The efficiency of solar power, or more specifically a solar panel, depends on the materials used to make each solar cell. A solar cell is that portion of a solar panel in which sunlight is collected and converted to solar electricity. The materials within each cell that perform this valuable duty are called semiconductors. The efficiency of a solar cell – and of solar power – is measured as the percentage of the total sunlight striking the cell that is converted into electricity by the cell.
In conventional solar panels, which you’ll see on 90 percent of rooftops today, crystalline silicon is the semiconductor of choice. Silicon solar panels hold the highest consistent conversion efficiencies of solar panels in use today. They convert on average between 15 and 20 percent of the light that hits them.

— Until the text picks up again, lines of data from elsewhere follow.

//! Single-line dot progress bar.
//!
//! Rendering happens on a dedicated thread fed by a private channel, so the
//! hub never blocks on the terminal. Substep glyphs are rate limited to one
//! per second and wrap a fixed-width sub-bar; an idle thread prints a neutral
//! pulse for liveness. Only the done frame stops the thread.

use std::io::{self, Write};
use std::sync::mpsc::{self, Receiver, RecvTimeoutError, Sender};
use std::thread::{self, JoinHandle};
use std::time::{Duration, Instant};

use junction_common::protocol::StepStatus;

const SUBBAR_WIDTH: usize = 25;
const MAX_PULSES: usize = 10;
const SUBSTEP_MIN_INTERVAL: Duration = Duration::from_secs(1);

const GREEN: &str = "\x1b[32m";
const GREY: &str = "\x1b[90m";
const CYAN: &str = "\x1b[36m";
const YELLOW: &str = "\x1b[33m";
const WHITE: &str = "\x1b[97m";
const RESET: &str = "\x1b[0m";

enum Frame {
    Update(String),
    Done(String),
}

pub struct ProgressBar {
    tx: Sender<Frame>,
    thread: Option<JoinHandle<()>>,
    substep_cnt: usize,
    last_substep: Instant,
}

impl ProgressBar {
    pub fn start(interval: Duration) -> Self {
        let (tx, rx) = mpsc::channel();
        let thread = thread::spawn(move || render_loop(rx, interval));
        Self {
            tx,
            thread: Some(thread),
            substep_cnt: 0,
            // let the first substep paint immediately
            last_substep: Instant::now()
                .checked_sub(SUBSTEP_MIN_INTERVAL)
                .unwrap_or_else(Instant::now),
        }
    }

    pub fn substep_ignored(&mut self) {
        if let Some(glyph) = self.substep_glyph(GREY) {
            self.push(glyph);
        }
    }

    pub fn substep_completed(&mut self) {
        if let Some(glyph) = self.substep_glyph(GREEN) {
            self.push(glyph);
        }
    }

    pub fn step_completed(&mut self, status: StepStatus) {
        let mut update = erase(self.substep_cnt);
        self.substep_cnt = 0;
        update.push_str(step_glyph(status));
        self.push(update);
    }

    /// Final summary; joins the render thread.
    pub fn done(mut self, summary: &str) {
        let update = format!("{}{GREEN}]{RESET} {summary}\n", erase(self.substep_cnt));
        let _ = self.tx.send(Frame::Done(update));
        if let Some(thread) = self.thread.take() {
            let _ = thread.join();
        }
    }

    fn substep_glyph(&mut self, color: &str) -> Option<String> {
        if self.last_substep.elapsed() < SUBSTEP_MIN_INTERVAL {
            return None;
        }
        let glyph = if self.substep_cnt == SUBBAR_WIDTH {
            self.substep_cnt = 0;
            format!("{}{color}.{RESET}", erase(SUBBAR_WIDTH))
        } else {
            format!("{color}.{RESET}")
        };
        self.substep_cnt += 1;
        self.last_substep = Instant::now();
        Some(glyph)
    }

    fn push(&self, update: String) {
        let _ = self.tx.send(Frame::Update(update));
    }
}

fn erase(n: usize) -> String {
    "\x08 \x08".repeat(n)
}

fn step_glyph(status: StepStatus) -> &'static str {
    match status {
        StepStatus::Complete => "\x1b[32m#\x1b[0m",
        StepStatus::Skipped => "\x1b[90m#\x1b[0m",
        StepStatus::Partial => "\x1b[36m#\x1b[0m",
        StepStatus::Untracked => "\x1b[33m#\x1b[0m",
    }
}

fn render_loop(rx: Receiver<Frame>, interval: Duration) {
    let mut stderr = io::stderr();
    let _ = write!(stderr, "{GREEN}[{RESET}");
    let _ = stderr.flush();

    let mut pulses = 0usize;
    loop {
        match rx.recv_timeout(interval) {
            Ok(Frame::Update(update)) => {
                let _ = write!(stderr, "{}{}", erase(pulses), update);
                pulses = 0;
            }
            Ok(Frame::Done(update)) => {
                let _ = write!(stderr, "{}{}", erase(pulses), update);
                let _ = stderr.flush();
                return;
            }
            Err(RecvTimeoutError::Timeout) => {
                // liveness pulse, no control-flow meaning
                if pulses == MAX_PULSES {
                    let _ = write!(stderr, "{}", erase(pulses));
                    pulses = 0;
                } else {
                    let _ = write!(stderr, "{WHITE}.{RESET}");
                    pulses += 1;
                }
            }
            Err(RecvTimeoutError::Disconnected) => return,
        }
        let _ = stderr.flush();
    }
}

#[cfg(test)]
mod tests {
    use super::*;

    /// Bar without a render thread; frames land in the returned receiver.
    fn detached() -> (ProgressBar, Receiver<Frame>) {
        let (tx, rx) = mpsc::channel();
        let bar = ProgressBar {
            tx,
            thread: None,
            substep_cnt: 0,
            last_substep: Instant::now()
                .checked_sub(SUBSTEP_MIN_INTERVAL)
                .unwrap_or_else(Instant::now),
        };
        (bar, rx)
    }

    fn force_stale(bar: &mut ProgressBar) {
        bar.last_substep = Instant::now()
            .checked_sub(SUBSTEP_MIN_INTERVAL + Duration::from_secs(1))
            .unwrap_or_else(Instant::now);
    }

    #[test]
    fn substeps_are_rate_limited() {
        let (mut bar, rx) = detached();
        bar.substep_completed();
        bar.substep_completed(); // within the same second, dropped
        assert!(rx.try_recv().is_ok());
        assert!(rx.try_recv().is_err());
    }

    #[test]
    fn sub_bar_wraps_at_width() {
        let (mut bar, rx) = detached();
        for _ in 0..SUBBAR_WIDTH {
            force_stale(&mut bar);
            bar.substep_completed();
        }
        for _ in 0..SUBBAR_WIDTH {
            match rx.try_recv().expect("glyph") {
                Frame::Update(update) => assert!(!update.contains('\x08')),
                Frame::Done(_) => panic!("unexpected done frame"),
            }
        }

        // the wrapping glyph erases the full sub-bar first
        force_stale(&mut bar);
        bar.substep_completed();
        match rx.try_recv().expect("glyph") {
            Frame::Update(update) => {
                assert_eq!(update.matches('\x08').count(), SUBBAR_WIDTH * 2);
            }
            Frame::Done(_) => panic!("unexpected done frame"),
        }
        assert_eq!(bar.substep_cnt, 1);
    }

    #[test]
    fn step_glyph_colors_track_status() {
        assert!(step_glyph(StepStatus::Complete).contains("[32m"));
        assert!(step_glyph(StepStatus::Skipped).contains("[90m"));
        assert!(step_glyph(StepStatus::Partial).contains("[36m"));
        assert!(step_glyph(StepStatus::Untracked).contains("[33m"));
    }

    #[test]
    fn step_completion_erases_the_sub_bar() {
        let (mut bar, rx) = detached();
        force_stale(&mut bar);
        bar.substep_completed();
        let _ = rx.try_recv();

        bar.step_completed(StepStatus::Complete);
        match rx.try_recv().expect("step glyph") {
            Frame::Update(update) => {
                assert!(update.starts_with("\x08 \x08"));
                assert!(update.ends_with("#\x1b[0m"));
            }
            Frame::Done(_) => panic!("unexpected done frame"),
        }
        assert_eq!(bar.substep_cnt, 0);
    }
}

Thin-film solar panels are considered the wave of the future. They cost much less to manufacture than crystalline silicon panels, but as of yet cannot equal silicon in conversion efficiency. Cadmium telluride (CdTe) and cadmium-indium-gallium-selenide (CIGS) solar panels are the current champions of thin-film solar technologies, averaging around 11 percent efficiency. Most thin-film solar cells reside in the 4-10 percent range.
Solar power is still a relatively young technology. Scientists and researchers believe they can create solar cells that will reach 30-40 percent efficiency and beyond in the not-too-distant future.